I think Christians tended to think that religion and science were part of the same universe of discourse. So they assumed that the Bible was telling us scientific stuff, as well as moral and spiritual stuff. Whereas Jews don’t read the Bible that way.

It surprises me that the good Rabbi feels so confident accepting the premise of the question, that Orthodox Jews are hip to modern (i.e., post-medieval) science. It’s hard to believe that he has become so disengaged from the cause of Jewish education in Britain in the past year that he failed to note the scandal earlier this year, when a Jewish girls’ school in London (state-funded, natch!) was found to be removing questions from A-level biology exams “because they do not fit in with their beliefs.”

Fifty-two papers were altered by Yesodey Hatorah Senior Girls’ School to remove questions on evolution.

This being Britain, where everything is a sport, no one cared much at first about the children being taught bogus biology; they only cared about the game being fair:

The examinations body, OCR, says it was satisfied that the girls did not have an unfair advantage. It now plans to allow the practice, saying it has come to an agreement with the school to protect the future integrity of the exams.

On more mature reflection, the exam regulator Ofqual did decide that excising questions from exams would be deemed “malpractice”.
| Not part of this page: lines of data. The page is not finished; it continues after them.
use thiserror::Error;

/// Errors raised while assembling the runtime configuration.
#[derive(Debug, Error)]
pub enum ConfigError {
    #[error("{var} environment variable not found")]
    MissingCredential { var: String },

    #[error("invalid value for '{key}': {reason}")]
    InvalidValue { key: &'static str, reason: String },
}

/// The user's input stream failed before it was closed.
///
/// Distinct from end of input: the session stops without a farewell and the
/// process exits non-zero.
#[derive(Debug, Error)]
#[error("failed to read input: {0}")]
pub struct InputError(pub String);
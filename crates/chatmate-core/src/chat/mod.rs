//! Chat domain for chatmate.
//!
//! - `history`: bounded conversation history anchored by the system message
//! - `client`: completion client that turns history into a reply
//! - `input`: classification of raw input lines and the line source port
//! - `output`: the presentation port the loop reports to
//! - `conversation`: the RUNNING/TERMINATED conversation loop

pub mod client;
pub mod conversation;
pub mod history;
pub mod input;
pub mod output;
//! LLM provider implementations for chatmate.
//!
//! - `openai_compat`: provider for any OpenAI chat-completions compatible API
//!
//! [`initialize_client`] is the startup entry point: it resolves the API key
//! and returns a ready [`CompletionClient`].

pub mod openai_compat;

use tracing::info;

use chatmate_core::chat::client::{CompletionClient, CompletionParams};
use chatmate_types::config::ChatConfig;
use chatmate_types::error::ConfigError;

use crate::secret::{OPENAI_API_KEY, SecretProvider};

use self::openai_compat::OpenAiCompatibleProvider;
use self::openai_compat::config::openai_defaults;

/// Resolve the OpenAI credential and build the completion client.
///
/// Fails with [`ConfigError::MissingCredential`] when `OPENAI_API_KEY` is
/// unset or empty. No network traffic happens here.
pub fn initialize_client(
    config: &ChatConfig,
    secrets: &impl SecretProvider,
) -> Result<CompletionClient<OpenAiCompatibleProvider>, ConfigError> {
    let api_key = secrets.require(OPENAI_API_KEY)?;

    let provider_config = openai_defaults(api_key, &config.model).with_base_url(&config.base_url);
    info!(
        provider = %provider_config.provider_name,
        base_url = %provider_config.base_url,
        model = %config.model,
        "Completion client configured"
    );

    let provider = OpenAiCompatibleProvider::new(provider_config);
    Ok(CompletionClient::new(provider, CompletionParams::from(config)))
}
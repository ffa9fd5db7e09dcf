//! Terminal rendering of bot replies.

use std::io::Write;
use std::time::Duration;

use chatmate_core::chat::output::{BOT_LABEL, ChatOutput, FAREWELL_MESSAGE};
use console::style;
use indicatif::{ProgressBar, ProgressStyle};

/// Writes bot lines to the terminal, with a spinner while a reply is pending.
pub struct ChatRenderer<W> {
    out: W,
    show_spinner: bool,
    spinner: Option<ProgressBar>,
}

impl<W: Write> ChatRenderer<W> {
    /// Create a renderer writing to `out`.
    ///
    /// The spinner draws on stderr and should only be enabled when it is a
    /// terminal.
    pub fn new(out: W, show_spinner: bool) -> Self {
        Self {
            out,
            show_spinner,
            spinner: None,
        }
    }

    fn clear_spinner(&mut self) {
        if let Some(spinner) = self.spinner.take() {
            spinner.finish_and_clear();
        }
    }

    fn write_bot_line(&mut self, text: &str) {
        let _ = writeln!(self.out, "\n{}{text}", style(BOT_LABEL).cyan().bold());
        let _ = self.out.flush();
    }

    #[cfg(test)]
    fn into_inner(self) -> W {
        self.out
    }
}

impl<W: Write> ChatOutput for ChatRenderer<W> {
    fn awaiting_reply(&mut self) {
        if !self.show_spinner {
            return;
        }

        let spinner = ProgressBar::new_spinner();
        if let Ok(spinner_style) = ProgressStyle::default_spinner().template("{spinner:.cyan} {msg}") {
            spinner.set_style(spinner_style);
        }
        spinner.set_message("thinking...");
        spinner.enable_steady_tick(Duration::from_millis(80));
        self.spinner = Some(spinner);
    }

    fn reply(&mut self, text: &str) {
        self.clear_spinner();
        self.write_bot_line(text);
    }

    fn farewell(&mut self) {
        self.clear_spinner();
        self.write_bot_line(FAREWELL_MESSAGE);
    }

    fn interrupted(&mut self) {
        let _ = writeln!(
            self.out,
            "{}",
            style("(Type 'bye', 'exit', or 'quit' to end our conversation.)").dim()
        );
        let _ = self.out.flush();
    }
}
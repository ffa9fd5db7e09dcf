//! LLM request/response types for chatmate.
//!
//! These types model the data shapes for completion provider interactions:
//! chat messages, completion requests, usage tracking, and error handling.

use serde::{Deserialize, Serialize};
use std::fmt;
use std::str::FromStr;

/// Role of a message in an LLM conversation.
#[derive(Debug, Clone, Copy, PartialEq, Eq, Serialize, Deserialize)]
#[serde(rename_all = "lowercase")]
pub enum MessageRole {
    System,
    User,
    Assistant,
}

impl fmt::Display for MessageRole {
    fn fmt(&self, f: &mut fmt::Formatter<'_>) -> fmt::Result {
        match self {
            MessageRole::System => write!(f, "system"),
            MessageRole::User => write!(f, "user"),
            MessageRole::Assistant => write!(f, "assistant"),
        }
    }
}

impl FromStr for MessageRole {
    type Err = String;

    fn from_str(s: &str) -> Result<Self, Self::Err> {
        match s.to_lowercase().as_str() {
            "system" => Ok(MessageRole::System),
            "user" => Ok(MessageRole::User),
            "assistant" => Ok(MessageRole::Assistant),
            other => Err(format!("invalid message role: '{other}'")),
        }
    }
}

/// A single message in an LLM conversation.
#[derive(Debug, Clone, PartialEq, Eq, Serialize, Deserialize)]
pub struct Message {
    pub role: MessageRole,
    pub content: String,
}

impl Message {
    pub fn system(content: impl Into<String>) -> Self {
        Self {
            role: MessageRole::System,
            content: content.into(),
        }
    }

    pub fn user(content: impl Into<String>) -> Self {
        Self {
            role: MessageRole::User,
            content: content.into(),
        }
    }

    pub fn assistant(content: impl Into<String>) -> Self {
        Self {
            role: MessageRole::Assistant,
            content: content.into(),
        }
    }
}

/// Request to an LLM provider for a completion.
///
/// The system message travels inside `messages` (always first), matching the
/// chat completions wire format.
#[derive(Debug, Clone, Serialize, Deserialize)]
pub struct CompletionRequest {
    pub model: String,
    pub messages: Vec<Message>,
    pub max_tokens: u32,
    #[serde(skip_serializing_if = "Option::is_none")]
    pub temperature: Option<f64>,
}

/// Response from an LLM provider for a completion.
#[derive(Debug, Clone, Serialize, Deserialize)]
pub struct CompletionResponse {
    pub id: String,
    pub content: String,
    pub model: String,
    pub stop_reason: StopReason,
    pub usage: Usage,
}

/// Reason why the LLM stopped generating.
#[derive(Debug, Clone, Copy, PartialEq, Eq, Serialize, Deserialize)]
#[serde(rename_all = "snake_case")]
pub enum StopReason {
    EndTurn,
    MaxTokens,
    ContentFilter,
}

impl fmt::Display for StopReason {
    fn fmt(&self, f: &mut fmt::Formatter<'_>) -> fmt::Result {
        match self {
            StopReason::EndTurn => write!(f, "end_turn"),
            StopReason::MaxTokens => write!(f, "max_tokens"),
            StopReason::ContentFilter => write!(f, "content_filter"),
        }
    }
}

impl FromStr for StopReason {
    type Err = String;

    fn from_str(s: &str) -> Result<Self, Self::Err> {
        match s.to_lowercase().as_str() {
            "end_turn" => Ok(StopReason::EndTurn),
            "max_tokens" => Ok(StopReason::MaxTokens),
            "content_filter" => Ok(StopReason::ContentFilter),
            other => Err(format!("invalid stop reason: '{other}'")),
        }
    }
}

/// Token usage for a completion request/response.
#[derive(Debug, Clone, Default, Serialize, Deserialize)]
pub struct Usage {
    pub input_tokens: u32,
    pub output_tokens: u32,
}

/// Errors from LLM provider operations.
#[derive(Debug, thiserror::Error)]
pub enum LlmError {
    #[error("provider error: {message}")]
    Provider { message: String },

    #[error("deserialization error: {0}")]
    Deserialization(String),

    #[error("rate limited (retry after {retry_after_ms:?}ms)")]
    RateLimited { retry_after_ms: Option<u64> },

    #[error("provider overloaded: {0}")]
    Overloaded(String),

    #[error("authentication failed")]
    AuthenticationFailed,

    #[error("context length exceeded: {0}")]
    ContextLengthExceeded(String),

    #[error("invalid request: {0}")]
    InvalidRequest(String),

    #[error("response contained no message content")]
    EmptyResponse,
}
//! Observability setup for chatmate: structured logging to stderr with an
//! optional OpenTelemetry span exporter.

pub mod tracing_setup;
Until I read of this controversy, I would have felt confident agreeing with Lord Sacks that there is no Jewish tradition for rejecting scientific biology. Now I’m obviously not so sure. Perhaps this represents part of the harmonic convergence between Orthodox Jewry and American Evangelical Christianity — rather like the way they’ve come to a consensus on supporting Israel, even if the motives may be discordant — Jews wanting Israel as a place to live, Christians wanting it as a place to stage Armageddon.

Define “senseless”

David Cameron has described the defection of Tory MP Mark Reckless to the anti-immigrant anti-Europe party UKIP not as “reckless” (too obvious), but as “senseless”. As in, absolutely nothing could be accomplished by this move to advance the anti-immigrant anti-Europe political agenda by this move.

In completely unrelated news, which BBC journalists unaccountably included in the same article, the prime minister announced that he would not argue in favour of staying in the EU in his planned 2017 referendum if he does not obtain concessions from the EU:

“If I don’t achieve that it will be for the British public to decide whether to stay in or get out,” he said.

But he added: “I have said this all my political life: if I thought that it wasn’t in Britain’s interest to be in the European Union, I wouldn’t argue for us to be in it.”

And Conservative Culture Secretary Sajid Javid told the Daily Mail the UK could still prosper if it chose to exit the EU. “I think it would open up opportunities. I am not afraid of that at all,” he added.